À cette époque, l’Ontario, le Québec, la Nouvelle-Écosse et le Nouveau-Brunswick sont les provinces fondatrices du Dominion du Canada. Le Nouveau-Brunswick et la Nouvelle-Écosse donnent au nouveau pays un accès à l’océan Atlantique. Mais ce n’est qu’après l’adhésion de la Colombie-Britannique à la Confédération en 1871 que la devise D’un océan à l’autre peut véritablement s’appliquer au nouveau Dominion du Canada, qui s’étend désormais de l’Atlantique au Pacifique.
En 1872, le révérend George Monro Grant, secrétaire de Sandford Flemming, responsable des travaux d’arpentage du chemin de fer du Pacifique, traverse le Canada. L’année suivante, il publie son journal de voyage intitulé Ocean to Ocean. Le titre se rapproche de l’expression « d’un océan à l’autre » et, selon la tradition, George Monro Grant cite le psaume en question dans ses nombreux sermons en prônant l’adoption de l’expression comme devise du Canada.
Devise officielle
En 1906, l’expression acquiert pour la première fois une dimension officielle lorsqu’elle est gravée sur le pommeau de la masse de l’Assemblée législative de la nouvelle province de la Saskatchewan. Le sous-secrétaire d’État, Joseph Pope, est mis au courant de l’événement et, de toute évidence, la phrase l’impressionne.
En 1919, Joseph Pope fait partie d’un comité de quatre membres nommé par le gouvernement fédéral qui a pour mandat de proposer de nouvelles armoiries pour le Canada. Les armoiries précédentes ne comportant pas de devise, les nouvelles se doivent d’en être munies. L’ébauche des nouvelles armoiries comprenant la devise est approuvée par le Conseil des ministres en avril 1921, puis par le roi Georges V en mai.
Le major général Willoughby Gwatkin, l’un des membres du comité, propose la devise In memoriam in spem (Souvenir et espoir), mais on adopte plutôt la contre-proposition de Joseph Pope.

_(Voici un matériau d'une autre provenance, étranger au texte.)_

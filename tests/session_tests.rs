//! End-to-end tests for the credential handoff chain
//!
//! A single mock server stands in for both the SSRA authority and the
//! gateway: the directory response points the gateway hostname back at the
//! mock, so the handoff GET and the lightsocket upgrade land on it too.

use std::collections::HashMap;
use std::net::SocketAddr;
use std::sync::atomic::{AtomicUsize, Ordering};
use std::sync::{Arc, Mutex};
use std::time::Duration;

use axum::{
    Json, Router,
    extract::{
        Path, Query, State, WebSocketUpgrade,
        ws::{Message, WebSocket},
    },
    http::{HeaderMap, StatusCode, header},
    response::{IntoResponse, Response},
    routing::{get, post},
};
use pretty_assertions::assert_eq;
use serde_json::{Value, json};

use lightsock::Error;
use lightsock::config::{Config, GatewayTarget, SsraConfig};
use lightsock::session::{Outcome, Session};
use lightsock::ssra::SsraClient;

const BEARER: &str = "Bearer tok-e2e";

/// Shared mock-server state: call counters plus whatever the handlers saw.
#[derive(Default)]
struct Mock {
    /// Own address, so the directory can point the gateway back at this server
    addr: Mutex<Option<SocketAddr>>,
    /// Gateways returned by the directory endpoint
    directory: Mutex<Vec<Value>>,
    /// Whether the handoff response carries the `user` cookie
    issue_user_cookie: std::sync::atomic::AtomicBool,
    /// Refuse the websocket upgrade outright
    ws_reject: std::sync::atomic::AtomicBool,
    connection_hits: AtomicUsize,
    handoff_hits: AtomicUsize,
    ws_hits: AtomicUsize,
    handoff_query: Mutex<Option<HashMap<String, String>>>,
    ws_cookie: Mutex<Option<String>>,
    ws_protocol: Mutex<Option<String>>,
    subscribe_frame: Mutex<Option<String>>,
}

impl Mock {
    fn own_addr(&self) -> SocketAddr {
        self.addr.lock().unwrap().expect("mock not started")
    }
}

async fn start_mock(mock: Arc<Mock>) -> SocketAddr {
    let app = Router::new()
        .route("/auth/local", post(login))
        .route("/api/v1/gateways/mine", get(gateways))
        .route("/api/v1/connections/{id}", get(connection))
        .route("/", get(handoff))
        .route("/lightsocket/websocket", get(lightsocket))
        .with_state(Arc::clone(&mock));

    let listener = tokio::net::TcpListener::bind("127.0.0.1:0").await.unwrap();
    let addr = listener.local_addr().unwrap();
    *mock.addr.lock().unwrap() = Some(addr);

    tokio::spawn(async move {
        axum::serve(listener, app).await.unwrap();
    });

    addr
}

async fn login(Json(body): Json<Value>) -> Response {
    if body["email"] != "user@example.com" || body["password"] != "pw-e2e" {
        return (StatusCode::UNAUTHORIZED, "bad credentials").into_response();
    }
    (
        [(header::SET_COOKIE, "sessionid=S; Path=/; HttpOnly")],
        Json(json!({ "token": "tok-e2e" })),
    )
        .into_response()
}

async fn gateways(State(mock): State<Arc<Mock>>, headers: HeaderMap) -> Response {
    if !has_bearer(&headers) {
        return StatusCode::UNAUTHORIZED.into_response();
    }
    let directory = mock.directory.lock().unwrap().clone();
    Json(Value::Array(directory)).into_response()
}

async fn connection(
    State(mock): State<Arc<Mock>>,
    Path(id): Path<u64>,
    headers: HeaderMap,
) -> Response {
    if !has_bearer(&headers) {
        return StatusCode::UNAUTHORIZED.into_response();
    }
    mock.connection_hits.fetch_add(1, Ordering::SeqCst);
    assert_eq!(id, 1);
    // Percent-encoded token: the client must hand the decoded value on.
    Json(json!({ "url": "http://x?token=TK%2B1&nonce=NC-42" })).into_response()
}

async fn handoff(
    State(mock): State<Arc<Mock>>,
    Query(query): Query<HashMap<String, String>>,
    headers: HeaderMap,
) -> Response {
    if !has_bearer(&headers) {
        return StatusCode::UNAUTHORIZED.into_response();
    }
    mock.handoff_hits.fetch_add(1, Ordering::SeqCst);
    *mock.handoff_query.lock().unwrap() = Some(query);

    if mock.issue_user_cookie.load(Ordering::SeqCst) {
        ([(header::SET_COOKIE, "user=U; Path=/")], "ok").into_response()
    } else {
        "ok".into_response()
    }
}

async fn lightsocket(
    State(mock): State<Arc<Mock>>,
    headers: HeaderMap,
    ws: WebSocketUpgrade,
) -> Response {
    mock.ws_hits.fetch_add(1, Ordering::SeqCst);
    if mock.ws_reject.load(Ordering::SeqCst) {
        return StatusCode::SERVICE_UNAVAILABLE.into_response();
    }
    *mock.ws_cookie.lock().unwrap() = headers
        .get(header::COOKIE)
        .and_then(|v| v.to_str().ok())
        .map(String::from);
    *mock.ws_protocol.lock().unwrap() = headers
        .get(header::SEC_WEBSOCKET_PROTOCOL)
        .and_then(|v| v.to_str().ok())
        .map(String::from);

    ws.protocols(["echo-protocol"])
        .on_upgrade(move |socket| serve_stream(socket, mock))
}

async fn serve_stream(mut socket: WebSocket, mock: Arc<Mock>) {
    // First frame is the subscription declaration
    if let Some(Ok(Message::Text(frame))) = socket.recv().await {
        *mock.subscribe_frame.lock().unwrap() = Some(frame.as_str().to_owned());
    }

    let _ = socket
        .send(Message::Text(r#"{"type":"sensor_value","id":1}"#.into()))
        .await;
    let _ = socket
        .send(Message::Text(r#"{"type":"zone_control","id":2}"#.into()))
        .await;
    let _ = socket.send(Message::Close(None)).await;
}

fn has_bearer(headers: &HeaderMap) -> bool {
    headers
        .get(header::AUTHORIZATION)
        .and_then(|v| v.to_str().ok())
        == Some(BEARER)
}

fn test_config(addr: SocketAddr) -> Config {
    let mut config = Config {
        ssra: SsraConfig {
            host: format!("http://{addr}"),
            email: "user@example.com".to_string(),
            password: "pw-e2e".to_string(),
        },
        gateway: GatewayTarget {
            name: "Gateway Name".to_string(),
        },
        ..Config::default()
    };
    // Stream closes after two events; the window is just an upper bound.
    config.stream.watch = Duration::from_secs(3);
    config
}

fn gateway_record(addr: SocketAddr) -> Value {
    json!({ "id": 1, "name": "Gateway Name", "hostname": addr.to_string() })
}

#[tokio::test]
async fn happy_path_hands_credentials_through_to_the_stream() {
    let mock = Arc::new(Mock::default());
    mock.issue_user_cookie.store(true, Ordering::SeqCst);
    let addr = start_mock(Arc::clone(&mock)).await;
    *mock.directory.lock().unwrap() = vec![
        json!({ "id": 9, "name": "A", "hostname": "other.example" }),
        gateway_record(mock.own_addr()),
    ];

    let session = Session::new(test_config(addr)).unwrap();
    let outcome = session.run().await.unwrap();
    assert_eq!(outcome, Outcome::Watched);

    // Connection was brokered exactly once, for the matched gateway
    assert_eq!(mock.connection_hits.load(Ordering::SeqCst), 1);
    assert_eq!(mock.handoff_hits.load(Ordering::SeqCst), 1);
    assert_eq!(mock.ws_hits.load(Ordering::SeqCst), 1);

    // Handoff carried the decoded SSO token, the nonce, and the session id
    let query = mock.handoff_query.lock().unwrap().clone().unwrap();
    assert_eq!(query.get("token").map(String::as_str), Some("TK+1"));
    assert_eq!(query.get("nonce").map(String::as_str), Some("NC-42"));
    assert_eq!(query.get("sessionid").map(String::as_str), Some("S"));

    // Websocket handshake carried both cookies and the subprotocol
    assert_eq!(
        mock.ws_cookie.lock().unwrap().as_deref(),
        Some("user=U; sessionid=S")
    );
    assert_eq!(
        mock.ws_protocol.lock().unwrap().as_deref(),
        Some("echo-protocol")
    );

    // Subscription declared the default message types
    let frame = mock.subscribe_frame.lock().unwrap().clone().unwrap();
    let parsed: Value = serde_json::from_str(&frame).unwrap();
    assert_eq!(parsed["type"], "subscribe");
    assert_eq!(
        parsed["data"],
        json!(["create", "update", "delete", "sensor_value", "zone_control"])
    );
}

#[tokio::test]
async fn absent_gateway_is_terminal_but_clean() {
    let mock = Arc::new(Mock::default());
    mock.issue_user_cookie.store(true, Ordering::SeqCst);
    let addr = start_mock(Arc::clone(&mock)).await;
    // Directory has gateways, just not the requested one
    *mock.directory.lock().unwrap() =
        vec![json!({ "id": 2, "name": "Some Other Gateway", "hostname": "other.example" })];

    let session = Session::new(test_config(addr)).unwrap();
    let outcome = session.run().await.unwrap();
    assert_eq!(outcome, Outcome::GatewayNotFound);

    // No downstream calls were made
    assert_eq!(mock.connection_hits.load(Ordering::SeqCst), 0);
    assert_eq!(mock.handoff_hits.load(Ordering::SeqCst), 0);
    assert_eq!(mock.ws_hits.load(Ordering::SeqCst), 0);
}

#[tokio::test]
async fn empty_directory_is_terminal_but_clean() {
    let mock = Arc::new(Mock::default());
    let addr = start_mock(Arc::clone(&mock)).await;

    let session = Session::new(test_config(addr)).unwrap();
    let outcome = session.run().await.unwrap();
    assert_eq!(outcome, Outcome::GatewayNotFound);
    assert_eq!(mock.connection_hits.load(Ordering::SeqCst), 0);
}

#[tokio::test]
async fn missing_user_cookie_is_a_malformed_handoff() {
    let mock = Arc::new(Mock::default());
    // Handoff responds 200 but without the user cookie
    mock.issue_user_cookie.store(false, Ordering::SeqCst);
    let addr = start_mock(Arc::clone(&mock)).await;
    *mock.directory.lock().unwrap() = vec![gateway_record(mock.own_addr())];

    let session = Session::new(test_config(addr)).unwrap();
    let err = session.run().await.unwrap_err();
    assert!(matches!(err, Error::MalformedHandoff(_)), "got {err:?}");

    // The chain stopped before the websocket
    assert_eq!(mock.ws_hits.load(Ordering::SeqCst), 0);
}

#[tokio::test]
async fn stream_connect_failure_is_swallowed() {
    let mock = Arc::new(Mock::default());
    mock.issue_user_cookie.store(true, Ordering::SeqCst);
    mock.ws_reject.store(true, Ordering::SeqCst);
    let addr = start_mock(Arc::clone(&mock)).await;
    *mock.directory.lock().unwrap() = vec![gateway_record(mock.own_addr())];

    let mut config = test_config(addr);
    config.stream.watch = Duration::from_millis(200);

    // HTTP-chain errors fail the session; stream-side errors do not.
    let session = Session::new(config).unwrap();
    let outcome = session.run().await.unwrap();
    assert_eq!(outcome, Outcome::Watched);
    assert_eq!(mock.ws_hits.load(Ordering::SeqCst), 1);
}

#[tokio::test]
async fn gateway_listing_preserves_server_order() {
    let mock = Arc::new(Mock::default());
    let addr = start_mock(Arc::clone(&mock)).await;
    *mock.directory.lock().unwrap() = vec![
        json!({ "id": 3, "name": "C", "hostname": "c.example" }),
        json!({ "id": 1, "name": "A", "hostname": "a.example" }),
        json!({ "id": 2, "name": "B", "hostname": "b.example" }),
    ];

    let ssra = SsraClient::new(format!("http://{addr}")).unwrap();
    let login = ssra.login("user@example.com", "pw-e2e").await.unwrap();
    assert_eq!(login.session_id, "S");

    let gateways = ssra.gateways(&login.token).await.unwrap();
    assert_eq!(
        gateways.iter().map(|g| g.id).collect::<Vec<_>>(),
        vec![3, 1, 2]
    );
    assert_eq!(gateways[0].hostname, "c.example");
}

#[tokio::test]
async fn login_failure_propagates() {
    let mock = Arc::new(Mock::default());
    let addr = start_mock(Arc::clone(&mock)).await;

    let mut config = test_config(addr);
    config.ssra.password = "wrong".to_string();

    let session = Session::new(config).unwrap();
    let err = session.run().await.unwrap_err();
    assert!(matches!(err, Error::Api(_)), "got {err:?}");
}
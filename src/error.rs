//! Error types for lightsock

use std::io;

use thiserror::Error;

/// Result type alias for lightsock
pub type Result<T> = std::result::Result<T, Error>;

/// Lightsock errors
#[derive(Error, Debug)]
pub enum Error {
    /// Configuration error
    #[error("Configuration error: {0}")]
    Config(String),

    /// SSRA or gateway API returned a non-success status
    #[error("API error: {0}")]
    Api(String),

    /// Login response did not carry the expected credentials
    #[error("Authentication error: {0}")]
    Auth(String),

    /// A required handoff field (token, nonce, or cookie) was absent
    #[error("Malformed handoff: {0}")]
    MalformedHandoff(String),

    /// Websocket connection or protocol error
    #[error("Stream error: {0}")]
    Stream(String),

    /// IO error
    #[error("IO error: {0}")]
    Io(#[from] io::Error),

    /// JSON error
    #[error("JSON error: {0}")]
    Json(#[from] serde_json::Error),

    /// HTTP error
    #[error("HTTP error: {0}")]
    Http(#[from] reqwest::Error),
}
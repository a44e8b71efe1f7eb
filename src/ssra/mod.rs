//! SSRA session-relay authority client

mod client;
pub mod cookies;

pub use client::{Gateway, LoginSession, SsraClient, find_by_name};
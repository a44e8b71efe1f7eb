//! Connection flow orchestration
//!
//! Sequences the credential handoff end to end: login → gateway resolution
//! → connection brokering → SSO handoff → lightsocket subscription, then
//! watches the stream for the configured window.
//!
//! Error handling is deliberately asymmetric: failures in the HTTP chain
//! propagate out of [`Session::run`], while stream-side failures after the
//! handoff are logged and the watch window still runs to completion.

use tokio::time::{Instant, sleep, timeout};
use tracing::{error, info, warn};

use crate::config::Config;
use crate::gateway::{HandoffClient, SsoHandoff, lightsocket};
use crate::ssra::SsraClient;
use crate::{Error, Result};

/// How a completed session ended
#[derive(Debug, Clone, Copy, PartialEq, Eq)]
pub enum Outcome {
    /// The named gateway is not in the user's directory. Terminal but clean:
    /// the process exits 0 without brokering a connection.
    GatewayNotFound,
    /// The stream was opened (or its failure swallowed) and the watch
    /// window elapsed.
    Watched,
}

/// A single connect-and-watch session
pub struct Session {
    config: Config,
    ssra: SsraClient,
    tls: bool,
}

impl Session {
    /// Create a session from configuration.
    ///
    /// A bare `ssra.host` is reached over https; an explicit `http://` origin
    /// switches the whole chain (gateway handoff and websocket included) to
    /// plain transports.
    pub fn new(config: Config) -> Result<Self> {
        config.validate()?;

        let (base_url, tls) = ssra_base_url(&config.ssra.host)?;
        let ssra = SsraClient::new(base_url)?;

        Ok(Self { config, ssra, tls })
    }

    /// Run the credential handoff and watch the event stream.
    pub async fn run(&self) -> Result<Outcome> {
        let email = self.config.ssra.resolve_email();
        let password = self.config.ssra.resolve_password();

        info!(host = %self.ssra.base_url(), "logging in to SSRA");
        let login = self.ssra.login(&email, &password).await?;
        info!("logged in");

        let name = &self.config.gateway.name;
        let Some(gateway) = self.ssra.gateway_by_name(&login.token, name).await? else {
            error!(gateway = %name, "no such gateway");
            return Ok(Outcome::GatewayNotFound);
        };
        info!(gateway = %gateway.name, id = gateway.id, hostname = %gateway.hostname, "resolved gateway");

        let connection_url = self.ssra.connection_url(&login.token, gateway.id).await?;
        let sso = SsoHandoff::from_connection_url(&connection_url, &login.session_id)?;

        let handoff = HandoffClient::new()?;
        let user_cookie = handoff
            .exchange(&self.gateway_base(&gateway.hostname), &login.token, &sso)
            .await?;

        let url = lightsocket::endpoint_url(&gateway.hostname, self.tls);
        info!(url = %url, "connecting to lightsocket");

        match lightsocket::connect(
            &url,
            &user_cookie,
            &login.session_id,
            &self.config.stream.subscriptions,
            self.config.stream.buffer_size,
        )
        .await
        {
            Ok(events) => self.watch(events).await,
            Err(e) => {
                // Stream-side failure is non-fatal; the watch window still
                // elapses and the process exits clean.
                warn!(error = %e, "lightsocket connect failed");
                sleep(self.config.stream.watch).await;
            }
        }

        Ok(Outcome::Watched)
    }

    /// Drain stream events until the watch window elapses or the stream
    /// reaches a terminal state.
    async fn watch(&self, mut events: tokio::sync::mpsc::Receiver<lightsocket::StreamEvent>) {
        let deadline = Instant::now() + self.config.stream.watch;

        loop {
            let remaining = deadline.saturating_duration_since(Instant::now());
            if remaining.is_zero() {
                break;
            }

            match timeout(remaining, events.recv()).await {
                Ok(Some(lightsocket::StreamEvent::Event(payload))) => {
                    info!(payload = %payload, "event received");
                }
                Ok(Some(lightsocket::StreamEvent::Closed)) => {
                    info!("stream closed");
                    break;
                }
                Ok(Some(lightsocket::StreamEvent::Errored(reason))) => {
                    warn!(reason = %reason, "stream errored");
                    break;
                }
                // Reader task ended, or the window elapsed
                Ok(None) | Err(_) => break,
            }
        }
        // Dropping the receiver tears the socket down without a close
        // handshake, matching the fixed-delay exit contract.
    }

    fn gateway_base(&self, hostname: &str) -> String {
        let scheme = if self.tls { "https" } else { "http" };
        format!("{scheme}://{hostname}")
    }
}

/// Normalize the configured SSRA host into a base URL and TLS flag.
///
/// Bare hostnames become `https://` origins; an explicit `http://` origin is
/// kept and flips the rest of the chain to plain transports.
pub fn ssra_base_url(host: &str) -> Result<(String, bool)> {
    if let Some(rest) = host.strip_prefix("http://") {
        if rest.is_empty() {
            return Err(Error::Config(format!("invalid ssra.host: {host}")));
        }
        Ok((format!("http://{rest}"), false))
    } else if let Some(rest) = host.strip_prefix("https://") {
        if rest.is_empty() {
            return Err(Error::Config(format!("invalid ssra.host: {host}")));
        }
        Ok((format!("https://{rest}"), true))
    } else if host.contains("://") {
        Err(Error::Config(format!(
            "unsupported scheme in ssra.host: {host}"
        )))
    } else {
        Ok((format!("https://{host}"), true))
    }
}

#[cfg(test)]
mod tests {
    use pretty_assertions::assert_eq;

    use super::*;

    #[test]
    fn bare_host_defaults_to_https() {
        let (base, tls) = ssra_base_url("ssra.example.com").unwrap();
        assert_eq!(base, "https://ssra.example.com");
        assert!(tls);
    }

    #[test]
    fn explicit_http_origin_disables_tls() {
        let (base, tls) = ssra_base_url("http://127.0.0.1:8080").unwrap();
        assert_eq!(base, "http://127.0.0.1:8080");
        assert!(!tls);
    }

    #[test]
    fn unsupported_scheme_is_rejected() {
        assert!(ssra_base_url("ftp://host").is_err());
        assert!(ssra_base_url("http://").is_err());
    }
}
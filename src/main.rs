//! Lightsock - SSRA credential-handoff client and lightsocket event watcher

use std::process::ExitCode;

use clap::Parser;
use tracing::error;

use lightsock::{
    cli::{Cli, Command},
    config::Config,
    session::{Outcome, Session},
    setup_tracing,
    ssra::SsraClient,
};

#[tokio::main]
async fn main() -> ExitCode {
    let cli = Cli::parse();

    // Setup tracing
    if let Err(e) = setup_tracing(&cli.log_level, cli.log_format.as_deref()) {
        eprintln!("Failed to setup tracing: {e}");
        return ExitCode::FAILURE;
    }

    // Load configuration
    let config = match Config::load(cli.config.as_deref()) {
        Ok(mut config) => {
            // Apply CLI overrides
            if let Some(ref gateway) = cli.gateway {
                config.gateway.name = gateway.clone();
            }
            if let Some(watch) = cli.watch {
                config.stream.watch = watch;
            }
            config
        }
        Err(e) => {
            error!("Failed to load configuration: {e}");
            return ExitCode::FAILURE;
        }
    };

    match cli.command {
        Some(Command::Gateways { format }) => run_gateways(config, &format).await,
        Some(Command::Connect) | None => run_connect(config).await,
    }
}

/// Run the connect-and-watch flow
async fn run_connect(config: Config) -> ExitCode {
    let session = match Session::new(config) {
        Ok(s) => s,
        Err(e) => {
            error!("Failed to create session: {e}");
            return ExitCode::FAILURE;
        }
    };

    match session.run().await {
        // "No such gateway" is a terminal condition, not a failure
        Ok(Outcome::GatewayNotFound | Outcome::Watched) => ExitCode::SUCCESS,
        Err(e) => {
            error!("Session error: {e}");
            ExitCode::FAILURE
        }
    }
}

/// List the authenticated user's gateways
async fn run_gateways(config: Config, format: &str) -> ExitCode {
    // Listing needs credentials but no gateway name
    if let Err(e) = config.validate_ssra() {
        error!("{e}");
        return ExitCode::FAILURE;
    }

    let base_url = match lightsock::session::ssra_base_url(&config.ssra.host) {
        Ok((base, _tls)) => base,
        Err(e) => {
            error!("{e}");
            return ExitCode::FAILURE;
        }
    };

    let ssra = match SsraClient::new(base_url) {
        Ok(c) => c,
        Err(e) => {
            error!("Failed to create SSRA client: {e}");
            return ExitCode::FAILURE;
        }
    };

    let login = match ssra
        .login(&config.ssra.resolve_email(), &config.ssra.resolve_password())
        .await
    {
        Ok(l) => l,
        Err(e) => {
            error!("Login failed: {e}");
            return ExitCode::FAILURE;
        }
    };

    match ssra.gateways(&login.token).await {
        Ok(gateways) => {
            if format == "json" {
                match serde_json::to_string_pretty(&gateways) {
                    Ok(json) => println!("{json}"),
                    Err(e) => {
                        error!("Failed to serialize gateways: {e}");
                        return ExitCode::FAILURE;
                    }
                }
            } else if gateways.is_empty() {
                println!("No gateways visible to this account.");
            } else {
                println!("Found {} gateway(s):\n", gateways.len());
                for gateway in &gateways {
                    println!("  {} (id {}) - {}", gateway.name, gateway.id, gateway.hostname);
                }
            }
            ExitCode::SUCCESS
        }
        Err(e) => {
            error!("Failed to list gateways: {e}");
            ExitCode::FAILURE
        }
    }
}
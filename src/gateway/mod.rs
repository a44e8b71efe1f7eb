//! Gateway-side clients: SSO handoff and the lightsocket event stream

pub mod handoff;
pub mod lightsocket;

pub use handoff::{HandoffClient, SsoHandoff, extract_nonce, extract_token};
pub use lightsocket::{StreamEvent, connect, endpoint_url};
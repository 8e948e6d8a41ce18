use super::{ForecastProvider, RawResponse};
use crate::config::Config;
use async_trait::async_trait;
use reqwest::Client;
use std::time::Duration;
use thiserror::Error;

#[derive(Error, Debug)]
pub enum ProviderError {
    #[error("HTTP request failed: {0}")]
    RequestFailed(#[from] reqwest::Error),
    #[error("failed to read response body: {0}")]
    ReadBody(#[source] reqwest::Error),
}

pub struct WeatherstackClient {
    client: Client,
    base_url: String,
    access_key: String,
}

impl WeatherstackClient {
    pub fn new(config: &Config) -> Result<Self, ProviderError> {
        let client = Client::builder()
            .user_agent(concat!("AstroCacheServer/", env!("CARGO_PKG_VERSION")))
            .timeout(Duration::from_secs(config.http_timeout_secs))
            .build()?;

        Ok(Self {
            client,
            base_url: config.weatherstack_base_url.trim_end_matches('/').to_string(),
            access_key: config.weather_key.clone(),
        })
    }
}

#[async_trait]
impl ForecastProvider for WeatherstackClient {
    async fn fetch_forecast(&self, location: &str) -> Result<RawResponse, ProviderError> {
        let url = format!("{}/forecast", self.base_url);

        let response = self
            .client
            .get(&url)
            .query(&[("access_key", self.access_key.as_str()), ("query", location)])
            .send()
            .await?;

        let status = response.status().as_u16();
        let body = response
            .bytes()
            .await
            .map_err(ProviderError::ReadBody)?
            .to_vec();

        tracing::debug!(status, bytes = body.len(), "weatherstack responded for '{}'", location);

        Ok(RawResponse { status, body })
    }
}
use chrono::{DateTime, Utc};

/// Source of the current instant.
///
/// Everything that decides "which day is it" or "has this entry expired"
/// goes through a `Clock` so tests can pin time.
pub trait Clock: Send + Sync {
    fn now(&self) -> DateTime<Utc>;
}

#[derive(Debug, Clone, Copy, Default)]
pub struct SystemClock;

impl Clock for SystemClock {
    fn now(&self) -> DateTime<Utc> {
        Utc::now()
    }
}

#[cfg(test)]
pub use fixed::FixedClock;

Le 29 septembre 1921, après avoir examiné la version définitive des armoiries, Joseph Pope écrit dans son journal : « Nos armoiries sont très belles… on ne pouvait espérer mieux. La devise A mari usque ad mare, que j’ai moi-même suggérée, me semble tout à fait appropriée ».
Océan Arctique
En 2006, les dirigeants des trois territoires du nord du Canada (le Yukon, lesTerritoires du Nord-Ouest et le Nunavut) marquent le centenaire de la devise du Canada et en proposent une nouvelle. Au lieu de D’un océan à l’autre, ils suggèrent D’un océan à l’autre et à l’autre (en anglais, From sea to sea to sea), ce qui permet d’inclure la troisième frontière océanique du Canada, l’océan Arctique.
Le premier ministre du Yukon, Dennis Fentie, fait valoir que pareil changement permettrait de mieux refléter toute l’étendue du Canada, en ajoutant une « perspective nord-sud » à la manière de penser dominante, traditionnellement « est-ouest ». À mesure que les changements climatiques affectent le Nord, selon ces premiers ministres, il sera de plus en plus important pour le Canada d’affirmer ses revendications le long de son océan nordique. La fonte des glaces polaires pourrait enfin dégager le légendaire passage du Nord-Ouest, facilitant ainsi le transport maritime et permettant un meilleur accès aux ressources naturelles du Nord.
Bien que la devise officielle n’ait pas été modifiée, de nombreux Canadiens utilisent déjà l’expression « d’un océan à l’autre et à l’autre » pour décrire le pays. Par exemple, lorsque Peter Gzowski, animateur à CBC, décède en 2002, le premier ministre de l’époque, Jean Chrétien, parle de sa « présence inoubliable qui nous manquera d’un océan à l’autre et à l’autre ». Alors que débute officiellement la construction de la route entreInuvik et Tuktoyaktukdans les Territoires du Nord-Ouest en 2014, le premier ministre d’alors, Stephen Harper, déclare que la route connecterait le Canada pour la première fois « d’un océan à l’autre et à l’autre ».